Large Switch statements: Bad OOP?
I've always been of the opinion that large switch statements are a symptom of bad OOP design. In the past, I've read articles that discuss this topic and they have provided altnerative OOP based approaches, typically based on polymorphism to instantiate the right object to handle the case.
I'm now in a situation that has a monsterous switch statement based on a stream of data from a TCP socket in which the protocol consists of basically newline terminated command, followed by lines of data, followed by an end marker. The command can be one of 100 different commands, so I'd like to find a way to reduce this monster switch statement to something more manageable.
I've done some googling to find the solutions I recall, but sadly, Google has become a wasteland of irrelevant results for many kinds of queries these days.
Are there any patterns for this sort of problem? Any suggestions on possible implementations?
One thought I had was to use a dictionary lookup, matching the command text to the object type to instantiate. This has the nice advantage of merely creating a new object and inserting a new command/type in the table for any new commands.
However, this also has the problem of type explosion. I now need 100 new classes, plus I have to find a way to interface them cleanly to the data model.

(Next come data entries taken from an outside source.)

use std::collections::BTreeSet;

use serde::{Deserialize, Serialize};
use serde_json::{Map, Value, json};
use tracing::debug;

/// A tool as the host describes it.
#[derive(Debug, Clone, PartialEq, Serialize, Deserialize)]
pub struct ToolDescriptor {
    pub name: String,
    pub description: String,
    /// Either a bare `properties` map or a full `{"type": "object", ...}` schema.
    pub parameter_schema: Value,
    pub required: BTreeSet<String>,
}

impl ToolDescriptor {
    pub fn new(name: impl Into<String>, description: impl Into<String>) -> Self {
        Self {
            name: name.into(),
            description: description.into(),
            parameter_schema: Value::Object(Map::new()),
            required: BTreeSet::new(),
        }
    }

    /// Add one parameter to the bare `properties` map.
    pub fn with_parameter(mut self, name: impl Into<String>, schema: Value, required: bool) -> Self {
        let name = name.into();
        if !self.parameter_schema.is_object() {
            self.parameter_schema = Value::Object(Map::new());
        }
        if let Value::Object(props) = &mut self.parameter_schema {
            props.insert(name.clone(), schema);
        }
        if required {
            self.required.insert(name);
        }
        self
    }

    /// Split a JSON-Schema input schema into properties and required names.
    pub fn from_input_schema(
        name: impl Into<String>,
        description: impl Into<String>,
        schema: Value,
    ) -> Self {
        let required = schema
            .get("required")
            .and_then(Value::as_array)
            .map(|names| {
                names
                    .iter()
                    .filter_map(Value::as_str)
                    .map(str::to_string)
                    .collect()
            })
            .unwrap_or_default();
        let properties = schema
            .get("properties")
            .cloned()
            .unwrap_or_else(|| Value::Object(Map::new()));

        Self {
            name: name.into(),
            description: description.into(),
            parameter_schema: properties,
            required,
        }
    }
}

/// OpenAI-style function declaration offered to a tool-capable model.
#[derive(Debug, Clone, PartialEq, Serialize, Deserialize)]
pub struct FunctionSchema {
    #[serde(rename = "type")]
    pub kind: String,
    pub function: FunctionDefinition,
}

#[derive(Debug, Clone, PartialEq, Serialize, Deserialize)]
pub struct FunctionDefinition {
    pub name: String,
    pub description: String,
    pub parameters: Value,
}

impl FunctionSchema {
    pub fn name(&self) -> &str {
        &self.function.name
    }
}

fn is_full_schema(map: &Map<String, Value>) -> bool {
    map.get("type").and_then(Value::as_str) == Some("object")
        && map.get("properties").is_some_and(Value::is_object)
}

pub fn to_function_schema(descriptor: &ToolDescriptor) -> FunctionSchema {
    let properties = match &descriptor.parameter_schema {
        Value::Object(map) if is_full_schema(map) => map["properties"].clone(),
        Value::Object(map) => Value::Object(map.clone()),
        _ => Value::Object(Map::new()),
    };
    // BTreeSet iteration gives a stable order.
    let required: Vec<&str> = descriptor.required.iter().map(String::as_str).collect();

    FunctionSchema {
        kind: "function".to_string(),
        function: FunctionDefinition {
            name: descriptor.name.clone(),
            description: descriptor.description.clone(),
            parameters: json!({
                "type": "object",
                "properties": properties,
                "required": required,
            }),
        },
    }
}

pub fn to_function_schemas(descriptors: &[ToolDescriptor]) -> Vec<FunctionSchema> {
    descriptors.iter().map(to_function_schema).collect()
}

/// Decode model-supplied arguments. Anything that is not a JSON object
/// becomes an empty map.
pub fn parse_arguments(raw: &str) -> Map<String, Value> {
    match serde_json::from_str::<Value>(raw) {
        Ok(Value::Object(map)) => map,
        Ok(other) => {
            debug!(kind = json_kind(&other), "tool arguments are not an object");
            Map::new()
        }
        Err(e) => {
            debug!(error = %e, "tool arguments are not valid JSON");
            Map::new()
        }
    }
}

fn json_kind(value: &Value) -> &'static str {
    match value {
        Value::Null => "null",
        Value::Bool(_) => "bool",
        Value::Number(_) => "number",
        Value::String(_) => "string",
        Value::Array(_) => "array",
        Value::Object(_) => "object",
    }
}

#[cfg(test)]
mod tests {
    use super::*;

    #[test]
    fn schema_from_bare_properties() {
        let descriptor = ToolDescriptor::new("get_rate", "Current exchange rate")
            .with_parameter("currency", json!({"type": "string"}), true)
            .with_parameter("date", json!({"type": "string"}), false);

        let schema = to_function_schema(&descriptor);

        assert_eq!(schema.kind, "function");
        assert_eq!(schema.name(), "get_rate");
        assert_eq!(
            schema.function.parameters,
            json!({
                "type": "object",
                "properties": {
                    "currency": {"type": "string"},
                    "date": {"type": "string"}
                },
                "required": ["currency"]
            })
        );
    }

    #[test]
    fn full_schema_is_unwrapped() {
        let descriptor = ToolDescriptor {
            name: "search".to_string(),
            description: "Search notes".to_string(),
            parameter_schema: json!({
                "type": "object",
                "properties": {"q": {"type": "string"}}
            }),
            required: ["q".to_string()].into_iter().collect(),
        };

        let params = to_function_schema(&descriptor).function.parameters;
        assert_eq!(params["properties"], json!({"q": {"type": "string"}}));
        assert_eq!(params["required"], json!(["q"]));
    }

    #[test]
    fn required_names_are_sorted() {
        let descriptor = ToolDescriptor::new("t", "")
            .with_parameter("zeta", json!({}), true)
            .with_parameter("alpha", json!({}), true);
        let params = to_function_schema(&descriptor).function.parameters;
        assert_eq!(params["required"], json!(["alpha", "zeta"]));
    }

    #[test]
    fn input_schema_is_split() {
        let descriptor = ToolDescriptor::from_input_schema(
            "add_note",
            "Store a note",
            json!({
                "type": "object",
                "properties": {"text": {"type": "string"}},
                "required": ["text"]
            }),
        );
        assert_eq!(descriptor.parameter_schema, json!({"text": {"type": "string"}}));
        assert!(descriptor.required.contains("text"));
    }

    #[test]
    fn malformed_arguments_become_empty() {
        assert!(parse_arguments("").is_empty());
        assert!(parse_arguments("{not json").is_empty());
        assert!(parse_arguments("[1, 2]").is_empty());
        assert!(parse_arguments("\"USD\"").is_empty());

        let parsed = parse_arguments(r#"{"currency": "USD"}"#);
        assert_eq!(parsed["currency"], "USD");
    }
}
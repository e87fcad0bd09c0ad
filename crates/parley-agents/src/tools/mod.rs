pub mod catalog;
pub mod host;

pub use catalog::{
    FunctionDefinition, FunctionSchema, ToolDescriptor, parse_arguments, to_function_schema,
    to_function_schemas,
};
pub use host::ToolHost;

Is the "one true switch statement" really the way to go?
I'd appreciate your thoughts, opinions, or comments.
Solution 1:
You may get some benefit out of a Command Pattern.

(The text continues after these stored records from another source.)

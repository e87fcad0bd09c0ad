use chrono::{DateTime, Utc};
use parley_common::{Message, ProviderId, Role, SessionId};
use serde::Serialize;
use tokio::sync::mpsc::UnboundedSender;
use tracing::debug;

/// A change to one conversation history, for persistence or display.
#[derive(Debug, Clone, PartialEq, Serialize)]
#[serde(tag = "event", rename_all = "snake_case")]
pub enum HistoryEvent {
    Appended { message: Message },
    Summarized { summary: String },
    RolledBack { removed: usize },
    Cleared,
    Loaded { messages: usize },
}

#[derive(Debug, Clone, Serialize)]
pub struct HistoryRecord {
    pub session_id: SessionId,
    pub provider_id: ProviderId,
    pub at: DateTime<Utc>,
    pub event: HistoryEvent,
}

/// Where a history reports its changes. Sends never block and a closed
/// receiver is ignored.
#[derive(Debug, Clone)]
pub struct HistorySink {
    session_id: SessionId,
    provider_id: ProviderId,
    tx: UnboundedSender<HistoryRecord>,
}

impl HistorySink {
    pub fn new(
        session_id: SessionId,
        provider_id: ProviderId,
        tx: UnboundedSender<HistoryRecord>,
    ) -> Self {
        Self {
            session_id,
            provider_id,
            tx,
        }
    }

    fn emit(&self, event: HistoryEvent) {
        let record = HistoryRecord {
            session_id: self.session_id.clone(),
            provider_id: self.provider_id.clone(),
            at: Utc::now(),
            event,
        };
        if self.tx.send(record).is_err() {
            debug!(session = %self.session_id, "history sink closed");
        }
    }
}

/// Ordered messages for one (session, provider) pair.
///
/// At most one summary exists at a time, always at the front, stored as a
/// system message.
#[derive(Debug, Clone)]
pub struct ConversationHistory {
    messages: Vec<Message>,
    summarize_threshold: usize,
    has_summary: bool,
    sink: Option<HistorySink>,
}

impl ConversationHistory {
    pub fn new(summarize_threshold: usize) -> Self {
        Self {
            messages: Vec::new(),
            summarize_threshold,
            has_summary: false,
            sink: None,
        }
    }

    pub fn with_sink(mut self, sink: HistorySink) -> Self {
        self.sink = Some(sink);
        self
    }

    pub fn set_summarize_threshold(&mut self, threshold: usize) {
        self.summarize_threshold = threshold;
    }

    pub fn messages(&self) -> &[Message] {
        &self.messages
    }

    pub fn len(&self) -> usize {
        self.messages.len()
    }

    pub fn is_empty(&self) -> bool {
        self.messages.is_empty()
    }

    pub fn has_summary(&self) -> bool {
        self.has_summary
    }

    /// Messages excluding the leading summary.
    pub fn non_summary_count(&self) -> usize {
        self.messages.len() - usize::from(self.has_summary)
    }

    /// User and assistant turns, ignoring the summary and tool plumbing. An
    /// assistant message that only requests tools is plumbing too.
    pub fn dialogue_count(&self) -> usize {
        self.messages
            .iter()
            .filter(|m| match m.role() {
                Role::User => true,
                Role::Assistant => m.tool_calls().is_empty(),
                _ => false,
            })
            .count()
    }

    /// A threshold of 0 disables summarization.
    pub fn should_summarize(&self) -> bool {
        self.summarize_threshold > 0 && self.non_summary_count() > self.summarize_threshold
    }

    /// The messages a summary should cover: everything except a trailing user
    /// turn that has not been answered yet.
    pub fn summarizable(&self) -> &[Message] {
        match self.messages.last() {
            Some(last) if last.role() == Role::User => &self.messages[..self.messages.len() - 1],
            _ => &self.messages,
        }
    }

    pub fn append(&mut self, message: Message) {
        if let Some(sink) = &self.sink {
            sink.emit(HistoryEvent::Appended {
                message: message.clone(),
            });
        }
        self.messages.push(message);
    }

    /// Collapse the history into a single summary message, keeping a pending
    /// user turn after it.
    pub fn replace_with_summary(&mut self, summary: impl Into<String>) {
        let summary = summary.into();
        let pending = match self.messages.last() {
            Some(last) if last.role() == Role::User => self.messages.pop(),
            _ => None,
        };

        self.messages.clear();
        self.messages.push(Message::system(summary.clone()));
        self.messages.extend(pending);
        self.has_summary = true;

        if let Some(sink) = &self.sink {
            sink.emit(HistoryEvent::Summarized { summary });
        }
    }

    /// Drop everything from `len` on. Used to undo a failed turn.
    pub fn truncate(&mut self, len: usize) {
        if len >= self.messages.len() {
            return;
        }
        let removed = self.messages.len() - len;
        self.messages.truncate(len);
        if len == 0 {
            self.has_summary = false;
        }
        if let Some(sink) = &self.sink {
            sink.emit(HistoryEvent::RolledBack { removed });
        }
    }

    pub fn clear(&mut self) {
        self.messages.clear();
        self.has_summary = false;
        if let Some(sink) = &self.sink {
            sink.emit(HistoryEvent::Cleared);
        }
    }

    /// Replace the history wholesale, e.g. from a persisted transcript.
    /// A leading system message is treated as the summary.
    pub fn load(&mut self, messages: Vec<Message>) {
        self.has_summary = messages.first().is_some_and(|m| m.role() == Role::System);
        self.messages = messages;
        if let Some(sink) = &self.sink {
            sink.emit(HistoryEvent::Loaded {
                messages: self.messages.len(),
            });
        }
    }
}

#[cfg(test)]
mod tests {
    use super::*;
    use tokio::sync::mpsc;

    fn filled(turns: usize) -> ConversationHistory {
        let mut history = ConversationHistory::new(10);
        for i in 0..turns {
            history.append(Message::user(format!("q{i}")));
            history.append(Message::assistant(format!("a{i}")));
        }
        history
    }

    #[test]
    fn threshold_is_exclusive() {
        let mut history = filled(5);
        assert_eq!(history.non_summary_count(), 10);
        assert!(!history.should_summarize());

        history.append(Message::user("one more"));
        assert!(history.should_summarize());
    }

    #[test]
    fn zero_threshold_never_summarizes() {
        let mut history = filled(20);
        history.set_summarize_threshold(0);
        assert!(!history.should_summarize());
    }

    #[test]
    fn summary_keeps_pending_user_turn() {
        let mut history = filled(5);
        history.append(Message::user("latest"));
        assert_eq!(history.summarizable().len(), 10);

        history.replace_with_summary("they talked about rates");

        assert_eq!(history.len(), 2);
        assert!(history.has_summary());
        assert_eq!(history.messages()[0].role(), Role::System);
        assert_eq!(history.messages()[1].content(), "latest");
        assert_eq!(history.non_summary_count(), 1);
    }

    #[test]
    fn second_summary_replaces_the_first() {
        let mut history = filled(6);
        history.replace_with_summary("first");
        for i in 0..6 {
            history.append(Message::user(format!("more{i}")));
            history.append(Message::assistant("ok"));
        }
        history.replace_with_summary("second");

        let summaries = history
            .messages()
            .iter()
            .filter(|m| m.role() == Role::System)
            .count();
        assert_eq!(summaries, 1);
        assert_eq!(history.messages()[0].content(), "second");
    }

    #[test]
    fn dialogue_count_skips_tool_requests() {
        let mut history = ConversationHistory::new(0);
        history.load(vec![Message::system("earlier")]);
        history.append(Message::user("USD?"));
        history.append(Message::assistant_with_tool_calls(
            "",
            vec![parley_common::ToolCallRequest {
                id: "call_1".to_string(),
                tool_name: "get_rate".to_string(),
                raw_arguments: "{}".to_string(),
            }],
        ));
        history.append(Message::tool("call_1", "95.50"));
        history.append(Message::assistant("95.50 RUB"));

        assert_eq!(history.len(), 5);
        assert_eq!(history.dialogue_count(), 2);
    }

    #[test]
    fn truncate_rolls_back() {
        let mut history = filled(2);
        history.append(Message::user("failed turn"));
        history.truncate(4);
        assert_eq!(history.len(), 4);
        history.truncate(10);
        assert_eq!(history.len(), 4);
    }

    #[test]
    fn load_detects_summary() {
        let mut history = ConversationHistory::new(10);
        history.load(vec![Message::system("earlier"), Message::user("hi")]);
        assert!(history.has_summary());
        assert_eq!(history.non_summary_count(), 1);

        history.clear();
        assert!(history.is_empty());
        assert!(!history.has_summary());
    }

    #[test]
    fn events_reach_the_sink() {
        let (tx, mut rx) = mpsc::unbounded_channel();
        let mut history = ConversationHistory::new(10).with_sink(HistorySink::new(
            SessionId::from("s1"),
            ProviderId::from("ollama"),
            tx,
        ));

        history.append(Message::user("hi"));
        history.truncate(0);
        history.clear();

        let first = rx.try_recv().unwrap();
        assert_eq!(first.session_id.as_str(), "s1");
        assert!(matches!(first.event, HistoryEvent::Appended { .. }));
        assert_eq!(
            rx.try_recv().unwrap().event,
            HistoryEvent::RolledBack { removed: 1 }
        );
        assert_eq!(rx.try_recv().unwrap().event, HistoryEvent::Cleared);
    }

    #[test]
    fn closed_sink_is_ignored() {
        let (tx, rx) = mpsc::unbounded_channel();
        drop(rx);
        let mut history = ConversationHistory::new(10).with_sink(HistorySink::new(
            SessionId::new(),
            ProviderId::from("ollama"),
            tx,
        ));
        history.append(Message::user("hi"));
        assert_eq!(history.len(), 1);
    }
}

For OOP, you may be able to collapse several similar commands each into a single class, if the behavior variations are small enough, to avoid a complete class explosion (yeah, I can hear the OOP gurus shrieking about that already). However, if the system is already OOP, and each of the 100+ commands is truly unique, then just make them unique classes and take advantage of inheritance to consolidate the common stuff.

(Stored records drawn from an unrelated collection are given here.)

use std::time::Duration;

use async_trait::async_trait;
use parley_common::{Error, Result, Role, Usage};
use parley_config::LlmProviderConfig;
use parley_config::model::DEFAULT_CLOUD_TIMEOUT_SECS;
use reqwest::Client;
use serde::{Deserialize, Serialize};

use super::error::CallContext;
use super::{LlmProvider, LlmRequest, LlmResponse, ProviderError, post_json};

pub const GIGACHAT_API_URL: &str = "https://gigachat.devices.sberbank.ru/api/v1";
pub const DEFAULT_GIGACHAT_MODEL: &str = "GigaChat";

/// Chat-completions client for GigaChat. Authenticates with a pre-issued
/// access token; the token exchange happens outside this crate.
#[derive(Clone)]
pub struct GigaChatProvider {
    client: Client,
    access_token: String,
    base_url: String,
    model: String,
    timeout: Duration,
}

impl GigaChatProvider {
    pub fn new(access_token: impl Into<String>) -> Self {
        Self {
            client: Client::new(),
            access_token: access_token.into(),
            base_url: GIGACHAT_API_URL.to_string(),
            model: DEFAULT_GIGACHAT_MODEL.to_string(),
            timeout: Duration::from_secs(DEFAULT_CLOUD_TIMEOUT_SECS),
        }
    }

    pub fn from_config(config: &LlmProviderConfig) -> Result<Self> {
        let token = config
            .api_key
            .clone()
            .filter(|t| !t.trim().is_empty())
            .ok_or_else(|| {
                Error::Config(
                    "gigachat needs an access token (providers.gigachat.api_key or GIGACHAT_ACCESS_TOKEN)"
                        .to_string(),
                )
            })?;

        let mut provider = Self::new(token);
        if let Some(url) = &config.base_url {
            provider = provider.with_base_url(url);
        }
        if let Some(model) = &config.model {
            provider = provider.with_model(model);
        }
        if let Some(secs) = config.timeout_secs {
            provider = provider.with_timeout(Duration::from_secs(secs));
        }
        Ok(provider)
    }

    pub fn with_base_url(mut self, base_url: impl Into<String>) -> Self {
        self.base_url = base_url.into().trim_end_matches('/').to_string();
        self
    }

    pub fn with_model(mut self, model: impl Into<String>) -> Self {
        self.model = model.into();
        self
    }

    pub fn with_timeout(mut self, timeout: Duration) -> Self {
        self.timeout = timeout;
        self
    }

    fn build_request_body(&self, request: &LlmRequest) -> ChatRequest {
        let mut messages = Vec::with_capacity(request.messages.len() + 1);
        if let Some(system) = &request.system {
            messages.push(ChatMessage {
                role: "system",
                content: system.clone(),
            });
        }
        for msg in &request.messages {
            let role = match msg.role() {
                Role::System => "system",
                Role::User => "user",
                Role::Assistant => "assistant",
                // No tool role here; replay tool output as user text.
                Role::Tool => "user",
            };
            messages.push(ChatMessage {
                role,
                content: msg.content().to_string(),
            });
        }

        ChatRequest {
            model: request.model.clone(),
            messages,
            temperature: request.temperature,
            max_tokens: request.max_tokens,
            stream: false,
        }
    }
}

#[async_trait]
impl LlmProvider for GigaChatProvider {
    fn provider_id(&self) -> &str {
        "gigachat"
    }

    fn default_model(&self) -> &str {
        &self.model
    }

    async fn complete(
        &self,
        request: &LlmRequest,
    ) -> std::result::Result<LlmResponse, ProviderError> {
        let url = format!("{}/chat/completions", self.base_url);
        let ctx = CallContext {
            backend: "GigaChat",
            url: &self.base_url,
            model: &request.model,
            timeout: self.timeout,
        };

        let body = self.build_request_body(request);
        let response: ChatResponse = post_json(
            self.client.post(&url).bearer_auth(&self.access_token),
            &body,
            &ctx,
        )
        .await?;

        let choice = response
            .choices
            .into_iter()
            .next()
            .ok_or_else(|| ctx.invalid("no choices in response"))?;

        Ok(LlmResponse {
            text: choice.message.content,
            tool_calls: Vec::new(),
            model: response.model.unwrap_or_else(|| request.model.clone()),
            usage: response.usage.map(|u| Usage {
                prompt_tokens: u.prompt_tokens,
                completion_tokens: u.completion_tokens,
                total_tokens: u.total_tokens,
            }),
        })
    }

    async fn health_check(&self) -> bool {
        let url = format!("{}/models", self.base_url);
        match self
            .client
            .get(&url)
            .bearer_auth(&self.access_token)
            .timeout(self.timeout)
            .send()
            .await
        {
            Ok(resp) => resp.status().is_success(),
            Err(_) => false,
        }
    }
}

#[derive(Serialize)]
struct ChatRequest {
    model: String,
    messages: Vec<ChatMessage>,
    temperature: f64,
    #[serde(skip_serializing_if = "Option::is_none")]
    max_tokens: Option<u32>,
    stream: bool,
}

#[derive(Serialize)]
struct ChatMessage {
    role: &'static str,
    content: String,
}

#[derive(Deserialize)]
struct ChatResponse {
    #[serde(default)]
    model: Option<String>,
    #[serde(default)]
    choices: Vec<ChatChoice>,
    usage: Option<ChatUsage>,
}

#[derive(Deserialize)]
struct ChatChoice {
    message: ChatResponseMessage,
}

#[derive(Deserialize)]
struct ChatResponseMessage {
    #[serde(default)]
    content: String,
}

#[derive(Deserialize)]
struct ChatUsage {
    prompt_tokens: Option<u32>,
    completion_tokens: Option<u32>,
    total_tokens: Option<u32>,
}
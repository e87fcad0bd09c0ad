mod chat;
mod logging;

use std::path::PathBuf;

use anyhow::Context;
use clap::{Parser, Subcommand};
use parley_agents::OllamaProvider;
use parley_agents::providers::{build_providers, health_check_all};
use parley_config::{AppConfig, ConfigLoader};

#[derive(Parser)]
#[command(name = "parley", version, about = "Chat with GigaChat, OpenRouter or a local Ollama")]
struct Cli {
    /// Config file (YAML or TOML). Defaults to ~/.parley/config.yml
    #[arg(long, short, global = true, env = "PARLEY_CONFIG")]
    config: Option<PathBuf>,

    #[command(subcommand)]
    command: Command,
}

#[derive(Subcommand)]
enum Command {
    /// Interactive chat with one provider
    Chat(chat::ChatArgs),
    /// Check which configured providers answer
    Health,
    /// List models pulled on the local Ollama daemon
    Models,
}

#[tokio::main]
async fn main() -> anyhow::Result<()> {
    let cli = Cli::parse();

    let loader = match &cli.config {
        Some(path) => ConfigLoader::with_path(path),
        None => ConfigLoader::new(),
    };
    let config = loader.load().context("failed to load configuration")?;
    logging::init(&config.logging);

    match cli.command {
        Command::Chat(args) => chat::run(config, args).await,
        Command::Health => health(&config).await,
        Command::Models => models(&config).await,
    }
}

async fn health(config: &AppConfig) -> anyhow::Result<()> {
    let providers = build_providers(&config.providers)?;
    if providers.is_empty() {
        println!("no providers configured");
        return Ok(());
    }

    for (id, healthy) in health_check_all(&providers).await {
        println!("{id:<12} {}", if healthy { "ok" } else { "unreachable" });
    }
    Ok(())
}

async fn models(config: &AppConfig) -> anyhow::Result<()> {
    let ollama = OllamaProvider::from_config(&config.providers.ollama.clone().unwrap_or_default());
    let models = ollama
        .list_models()
        .await
        .with_context(|| format!("could not list models at {}", ollama.base_url()))?;

    if models.is_empty() {
        println!("no models pulled yet");
    }
    for name in models {
        println!("{name}");
    }
    Ok(())
}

If the system is not OOP, then I wouldn't add OOP just for this... you can easily use the Command Pattern with a simple dictionary lookup and function pointers, or even dynamically generated function calls based on the command name, depending on the language. Then you can just group logically associated functions into libraries that represent a collection of similar commands to achieve manageable separation. I don't know if there's a good term for this kind of implementation... I always think of it as a "dispatcher" style, based on the MVC-approach to handling URLs.
Solution 2:
I see having two switch statements as a symptom of non-OO design, where the switch-on-enum-type might be replaced with multiple types which provide different implementations of an abstract interface; for example, the following ...
switch (eFoo)
{
case Foo.This:
eatThis();
break;
case Foo.That:
eatThat();
break;
}
switch (eFoo)
{
case Foo.This:
drinkThis();
break;
case Foo.That:
drinkThat();
break;
}
... should perhaps be rewritten to as ...
IAbstract
{
void eat();
void drink();
}
class This : IAbstract
{
void eat() { ... }
void drink() { ... }
}
class That : IAbstract
{
void eat() { ... }
void drink() { ... }
}
However, one switch statement isn't imo such a strong indicator that the switch statement ought to be replaced with something else.
Solution 3:
The command can be one of 100 different commands
If you need to do one out of 100 different things, you can't avoid having a 100-way branch. You can encode it in control flow (switch, if-elseif^100) or in data (a 100-element map from string to command/factory/strategy). But it will be there.
You can try to isolate the outcome of the 100-way branch from things that don't need to know that outcome. Maybe just 100 different methods is fine; there's no need to invent objects you don't need if that makes the code unwieldy.